# Discus color change



## ssajid (Mar 1, 2010)

recently my discus get blach spots on head and upper body,
is any one knows about it.


----------



## NursePlaty (Feb 5, 2010)

ssajid said:


> recently my discus get blach spots on head and upper body,
> is any one knows about it.


I dont know, but I've always wanted Discus... are they hard to take care of? how do you take care of its eggs and fry?


----------



## James0816 (Jun 19, 2009)

Could be a sign of stress. Can you get any pics? Also, please post your water parameters and tank maintenance routine. As mentioned, discs are very sensitive.


----------



## Dmaaaaax (Nov 20, 2008)

Black spots can be normal signs of growth called peppering. The really expensive Discus are pepper free and pure in colors. The "mixed" breeds tend to be more peppered. This is also common in certain strains like Pigeon bloods...etc.

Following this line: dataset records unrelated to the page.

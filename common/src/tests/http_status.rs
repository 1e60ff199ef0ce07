use crate::HttpStatusCode;

/// **VALUE**: Verifies the success range is exactly 200-299.
///
/// **WHY THIS MATTERS**: The client decodes a body only for success statuses; everything
/// else becomes an API error. An off-by-one here turns 300 redirects or 199 into results.
///
/// **BUG THIS CATCHES**: Would catch inclusive/exclusive range mistakes.
#[test]
fn given_status_codes_when_checking_success_then_only_2xx_qualifies() {
    assert!(HttpStatusCode(200).is_success());
    assert!(HttpStatusCode(204).is_success());
    assert!(HttpStatusCode(299).is_success());

    assert!(!HttpStatusCode(101).is_success());
    assert!(!HttpStatusCode(199).is_success());
    assert!(!HttpStatusCode(300).is_success());
    assert!(!HttpStatusCode(404).is_success());
}

/// **VALUE**: Verifies client and server error classification.
///
/// **WHY THIS MATTERS**: Callers branch on "bad request" vs "server broke" without
/// hard-coding numeric ranges.
///
/// **BUG THIS CATCHES**: Would catch overlapping or swapped ranges.
#[test]
fn given_error_statuses_when_classified_then_client_and_server_ranges_are_disjoint() {
    assert!(HttpStatusCode(404).is_client_error());
    assert!(!HttpStatusCode(404).is_server_error());
    assert!(HttpStatusCode(503).is_server_error());
    assert!(!HttpStatusCode(503).is_client_error());
}

#[test]
fn given_status_code_when_compared_to_u16_then_matches_numeric_value() {
    let status = HttpStatusCode::from(404);
    assert_eq!(status, 404u16);
    assert_eq!(status.as_u16(), 404);
    assert_eq!(status.to_string(), "404");
}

Pics would be helpful though.


----------



## WhiteGloveAquatics (Sep 3, 2009)

yes pics would be very helpful

as DM said, that can be genitical or stress, however in spots Id say its pigment and not stress, a stressed discus will go all dark not just spots.

Discus are hard to take care of, they take alot of time and attention and mostly higher priced items that are standard equipment with them.


----------